Em cada grupo de 10 pessoas, duas terão pelo menos um câncer durante a vida, indicam os estudos científicos recentes. Um número expressivo desses pacientes será acometido por tumor maligno na mama. A doença está entre os cânceres mais incidentes no mundo, perdendo apenas para o de pulmão — 11,5% e 12,4% dos casos oncológicos em 2022, respectivamente, segundo o Observatório Global do Câncer. O Brasil, também ocupa a segunda colocação nos diagnósticos (10,5%), atrás do câncer de pele não melanoma (31,3%), de acordo com o Instituto Nacional de Câncer (Inca). E, como acontece com boa parte dos quadros de saúde complexos desse país, não é tratada como deveria.
A falta de informação ao longo do tratamento é uma das dificuldades enfrentadas pelas pacientes e tema da campanha que a Federação Brasileira de Instituições Filantrópicas de Apoio à Saúde da Mama (Femama) conduzirá neste Outubro Rosa. Há, por exemplo, uma lista de direitos que é desconhecida por pacientes oncológicos e não respeitada pelo poder público. Reconstrução mamária, acesso à mamografia a partir dos 40 anos e tratamento em até 60 dias pelo Sistema Único de Saúde (SUS) estão entre os procedimentos previstos em lei, mas que não fazem parte da realidade e do repertório de muitas brasileiras.
Dados mais atualizados do Ministério da Saúde indicam que, em 2022, mais da metade dos casos de câncer de mama, 56,3%, começou a ser tratada depois de 60 dias do diagnóstico, desobedecendo à Lei nº 12.732 de 2012. A porcentagem praticamente se manteve de 2019 a 2022, revelando uma desassistência sistêmica com uma condição de ameaça à vida e cujo agravamento também tem impactos nos cofres públicos. Levantamento da Fiocruz indica que os gastos com tratamentos oncológicos no SUS somaram R$ 4 bilhões em 2002, 14% a mais do que em 2020.
Quanto à realização de mamografias, a cobertura no país é de cerca de 20% do público-alvo, muito abaixo dos 70% recomendados pela Organização Mundial de Saúde (OMS), segundo a Sociedade Brasileira de Mastologia (SBM). Entidades ligadas à doença alertam que a média é menor entre mulheres jovens, e esse cenário desperta ainda mais preocupação porque o país enfrenta um aumento de casos da doença antes dos 50 anos. A SBM calcula que a incidência atual de câncer de mama em pessoas com menos de 35 anos é de 5%. Durante muito tempo, foi de 2%.
Entra aí um outro ponto em que se perde a oportunidade de preservar vidas e melhorar o uso do capital público.
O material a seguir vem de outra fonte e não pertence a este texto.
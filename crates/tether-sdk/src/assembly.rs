//! Owning assembly context
//!
//! One [`AssemblyContext`] exists per load generation of an external assembly.
//! It is shared (`Arc`) by every type descriptor parsed from that load and by
//! any builder currently working on one of those types, so the context lives
//! as long as its longest holder.

use std::collections::HashSet;
use std::fmt;
use std::sync::atomic::{AtomicBool, AtomicU64, Ordering};

/// Process-unique identifier of one assembly context
#[derive(Debug, Clone, Copy, PartialEq, Eq, Hash, PartialOrd, Ord)]
pub struct AssemblyId(u64);

impl AssemblyId {
    /// Allocate a new unique assembly ID
    pub fn new() -> Self {
        static NEXT_ID: AtomicU64 = AtomicU64::new(1);
        AssemblyId(NEXT_ID.fetch_add(1, Ordering::Relaxed))
    }

    /// Get the raw ID value
    pub fn as_u64(&self) -> u64 {
        self.0
    }
}

impl Default for AssemblyId {
    fn default() -> Self {
        Self::new()
    }
}

/// Load generation of an assembly. Reloading an assembly produces the next generation.
#[derive(Debug, Clone, Copy, PartialEq, Eq, Hash, PartialOrd, Ord, Default)]
pub struct Generation(pub u32);

impl Generation {
    /// The generation that follows this one
    pub fn next(self) -> Self {
        Generation(self.0.wrapping_add(1))
    }
}

impl fmt::Display for Generation {
    fn fmt(&self, f: &mut fmt::Formatter<'_>) -> fmt::Result {
        write!(f, "gen#{}", self.0)
    }
}

/// Identity of one loaded assembly generation.
///
/// Read-only for everything except the loader, which flips [`is_loaded`]
/// off when the generation is unloaded.
///
/// [`is_loaded`]: AssemblyContext::is_loaded
#[derive(Debug)]
pub struct AssemblyContext {
    id: AssemblyId,
    name: String,
    generation: Generation,
    declared_types: HashSet<String>,
    loaded: AtomicBool,
}

impl AssemblyContext {
    /// Create a loaded context for `name` at `generation`
    pub fn new<I, S>(name: impl Into<String>, generation: Generation, declared_types: I) -> Self
    where
        I: IntoIterator<Item = S>,
        S: Into<String>,
    {
        Self {
            id: AssemblyId::new(),
            name: name.into(),
            generation,
            declared_types: declared_types.into_iter().map(Into::into).collect(),
            loaded: AtomicBool::new(true),
        }
    }

    /// Unique ID of this context
    pub fn id(&self) -> AssemblyId {
        self.id
    }

    /// Logical assembly name (stable across reloads)
    pub fn name(&self) -> &str {
        &self.name
    }

    /// Load generation
    pub fn generation(&self) -> Generation {
        self.generation
    }

    /// Whether this generation declares a type called `type_name`.
    ///
    /// Builders use this to resolve cross-type references within one load.
    pub fn declares(&self, type_name: &str) -> bool {
        self.declared_types.contains(type_name)
    }

    /// Number of types declared by this generation
    pub fn declared_type_count(&self) -> usize {
        self.declared_types.len()
    }

    /// Whether this generation is still loaded
    pub fn is_loaded(&self) -> bool {
        self.loaded.load(Ordering::Acquire)
    }

    /// Mark the generation unloaded. Only the assembly loader calls this.
    pub fn mark_unloaded(&self) {
        self.loaded.store(false, Ordering::Release);
    }
}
Os casos precoces da doença estão relacionados principalmente ao estilo de vida — portanto, podem ser evitados ou melhor manejados. O sedentarismo é um deles, assim como a redução no número de filhos e a gestação tardia. Bem orientadas, mulheres com perfis mais vulneráveis tendem a adotar hábitos que reduzam o risco de ocorrência da doença.
Não se trata de individualizar a responsabilidade pelo enfrentamento do câncer. Ao contrário, a educação em saúde precisa caminhar com uma estrutura institucional que responda às demandas apresentadas pelos indivíduos. Há de se ter assistência pública que auxilie a perda de peso, o controle da dependência química e que, na outra ponta, atenda à mulher que reivindica o seu direito de uma cirurgia para a reconstrução da mama — mais de 20 mil estão na fila de espera pelo procedimento no SUS, mostra o último levantamento do governo.
Vale lembrar que a realidade também é dificultosa para usuárias do sistema privado de saúde. Basta lembrar a recente onda de rescisões unilaterais de contratos que prejudicou clientes idosos, faixa etária com alta incidência de tumores. A prática das operadoras mobilizou o Congresso, que promete votar novas regras para o setor ainda neste semestre.
É certo que, neste mês, o câncer de mama será pauta em lugares diversos, mobilizando pacientes, profissionais de saúde e também autoridades. Prédios, inclusive os públicos, serão pintados de rosa para ressaltar a importância de melhorar o combate à doença. Não há dúvidas de que se trata de um grande desafio de saúde pública. Merece, portanto, uma estrutura de suporte à altura.